Why? Because you don’t have to.
Why do I know white culture so well? Because I’m a black woman.
I may be coming across as arrogant but honestly, I’m just exhausted. From the moment I was born my life has been steeped in whiteness. Not just the MTV I grew up with or the Disney characters I loved, but the white history I learned from white teachers, the white art I learned to revere above all else, the beauty standards I knew I’d never live up to. I know what songs y’all like the most, who your biggest movie stars are, how you achieve the hottest hairstyles in your magazines, what fashion you’re appropriating. I know what your “ideal” family looks like, what your definition of “American values” is. I know what you find funny and romantic. I know your definitions of success.

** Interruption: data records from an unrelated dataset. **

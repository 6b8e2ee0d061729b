// SPDX-License-Identifier: MPL-2.0

//! Low-frequency window geometry and amplitude transfer.

use std::fmt;
use std::ops::Range;

use nalgebra::DMatrix;

use crate::error::{FdaError, FdaResult};

/// Emitted when the requested beta would give a window below one pixel.
#[derive(Clone, Copy, Debug, PartialEq)]
pub struct BetaAdjustment {
    /// Beta asked for by the caller.
    pub requested: f64,
    /// Beta actually used, `min(1 / cols, 1 / rows)`.
    pub effective: f64,
}

impl fmt::Display for BetaAdjustment {
    fn fmt(&self, f: &mut fmt::Formatter<'_>) -> fmt::Result {
        write!(
            f,
            "window too small for beta {} (image too small or beta too low), \
             beta adjusted to {:.4} so that the window is at least 1x1 pixel",
            self.requested, self.effective
        )
    }
}

/// Half extents of the adaptation window and the beta they derive from.
#[derive(Clone, Copy, Debug, PartialEq)]
pub struct WindowSize {
    /// Effective beta.
    pub beta: f64,
    /// Half height of the window, at least 1.
    pub half_height: usize,
    /// Half width of the window, at least 1.
    pub half_width: usize,
    /// Set when `beta` differs from the requested one.
    pub adjustment: Option<BetaAdjustment>,
}

/// Compute the window half extents for an image of `rows x cols` pixels.
///
/// Half extents are `beta * rows` and `beta * cols`, rounded half to even.
/// If either is below one, beta is replaced by `min(1 / cols, 1 / rows)`
/// and both extents are recomputed, never going below one.
pub fn window_size(beta: f64, rows: usize, cols: usize) -> WindowSize {
    let half = |beta: f64, len: usize| (beta * len as f64).round_ties_even();

    let half_height = half(beta, rows);
    let half_width = half(beta, cols);
    if half_height >= 1.0 && half_width >= 1.0 {
        return WindowSize {
            beta,
            half_height: half_height as usize,
            half_width: half_width as usize,
            adjustment: None,
        };
    }

    let effective = (1.0 / cols as f64).min(1.0 / rows as f64);
    WindowSize {
        beta: effective,
        half_height: half(effective, rows).max(1.0) as usize,
        half_width: half(effective, cols).max(1.0) as usize,
        adjustment: Some(BetaAdjustment {
            requested: beta,
            effective,
        }),
    }
}

/// Rectangle of the centered spectrum whose amplitudes are replaced.
///
/// Spans `[crow - half_height, crow + half_height)` by
/// `[ccol - half_width, ccol + half_width)`, clipped to the image.
#[derive(Clone, Debug, PartialEq, Eq)]
pub struct AdaptationWindow {
    rows: Range<usize>,
    cols: Range<usize>,
}

impl AdaptationWindow {
    /// Window centered on the zero frequency of a `rows x cols` spectrum.
    pub fn centered(rows: usize, cols: usize, size: &WindowSize) -> Self {
        let clip = |center: usize, half: usize, len: usize| {
            center.saturating_sub(half)..center.saturating_add(half).min(len)
        };
        Self {
            rows: clip(rows / 2, size.half_height, rows),
            cols: clip(cols / 2, size.half_width, cols),
        }
    }

    /// Row range covered by the window.
    pub fn rows(&self) -> Range<usize> {
        self.rows.clone()
    }

    /// Column range covered by the window.
    pub fn cols(&self) -> Range<usize> {
        self.cols.clone()
    }

    /// Copy the window of `from` over the same window of `into`.
    pub fn transfer(&self, from: &DMatrix<f64>, into: &mut DMatrix<f64>) -> FdaResult<()> {
        if from.shape() != into.shape() {
            return Err(FdaError::ShapeMismatch {
                expected: into.shape(),
                actual: from.shape(),
            });
        }
        let (rows, cols) = into.shape();
        if self.rows.end > rows || self.cols.end > cols {
            return Err(FdaError::ShapeMismatch {
                expected: (self.rows.end, self.cols.end),
                actual: (rows, cols),
            });
        }

        let start = (self.rows.start, self.cols.start);
        let shape = (self.rows.len(), self.cols.len());
        into.view_mut(start, shape).copy_from(&from.view(start, shape));
        Ok(())
    }
}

But it’s more than that, much more. I had to learn to talk to my white teachers in a way that didn’t seem “too boisterous,” and I learned why enthusiasm would be disruptive from me yet welcomed by white boys. I had to learn what level of eye contact with cops seemed respectful, what seemed evasive, and what seemed challenging. I had to learn why clerks in the grocery store were following me. I had to learn why the same white people who clutch their purse around me when they have a coin will come running to me for help when they don’t.

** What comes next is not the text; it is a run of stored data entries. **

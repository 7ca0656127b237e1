//! Miner and uncle reward accumulation.

use emerald_chainspec::{ChainSpec, RewardSchedule};
use emerald_primitives::{constants::BASE_BLOCK_REWARD, Header, U256};
use emerald_state::{State, StateError};
use tracing::trace;

/// Credits the winning miner and every uncle miner for `header` per the
/// schedule configured at its height.
pub fn apply_block_rewards(
    spec: &ChainSpec,
    state: &mut State,
    header: &Header,
    ommers: &[Header],
) -> Result<(), StateError> {
    match spec.reward_schedule(header.number) {
        RewardSchedule::Constant => {
            let mut winner = BASE_BLOCK_REWARD;
            for uncle in ommers {
                state.add_balance(uncle.beneficiary, ommer_distance_reward(uncle, header))?;
                winner += BASE_BLOCK_REWARD / U256::from(32u64);
            }
            state.add_balance(header.beneficiary, winner)?;
        }
        RewardSchedule::Ecip1017 { era_length } => {
            let era = header.number.saturating_sub(1) / era_length;
            let winner_base = era_reward(era);
            trace!(target: "executor", number = header.number, era, %winner_base, "era reward");

            let mut winner = winner_base;
            for uncle in ommers {
                let uncle_reward = if era == 0 {
                    ommer_distance_reward(uncle, header)
                } else {
                    winner_base / U256::from(32u64)
                };
                state.add_balance(uncle.beneficiary, uncle_reward)?;
                winner += winner_base / U256::from(32u64);
            }
            state.add_balance(header.beneficiary, winner)?;
        }
    }
    Ok(())
}

/// First-era uncle miner reward, decaying with distance:
/// `(uncle.number + 8 - header.number) / 8` of the base reward.
fn ommer_distance_reward(uncle: &Header, header: &Header) -> U256 {
    let distance_factor = (uncle.number + 8).saturating_sub(header.number);
    U256::from(distance_factor) * BASE_BLOCK_REWARD / U256::from(8u64)
}

/// Winner reward in `era`: the base reward scaled by `(4/5)^era`.
fn era_reward(era: u64) -> U256 {
    let mut reward = BASE_BLOCK_REWARD;
    for _ in 0..era {
        reward = reward * U256::from(4u64) / U256::from(5u64);
        if reward.is_zero() {
            break;
        }
    }
    reward
}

I know what “articulate” really means. I know what “thug” really means. I know what the words “tough on crime” will do to you and us. I had to learn why a black President scared the shit out of so many of you. I had to learn how many times I could voice my opinion in a work meeting before I was labeled “difficult.” I had to learn how loud I could raise my voice before I was labeled “threatening.” I know why so many of you want to say “nigger” so bad. I know what face you make when you are about to shout it at me. I had to learn why so many of you think that people like me are why you are poor. I know why you co-opt our movements. I know why you still expect a thank you. I had to learn why your needs are default but mine are “divisive.” I had to learn how to not get suspended by white teachers, how to not get arrested by white cops, how to not get fired by white supervisors.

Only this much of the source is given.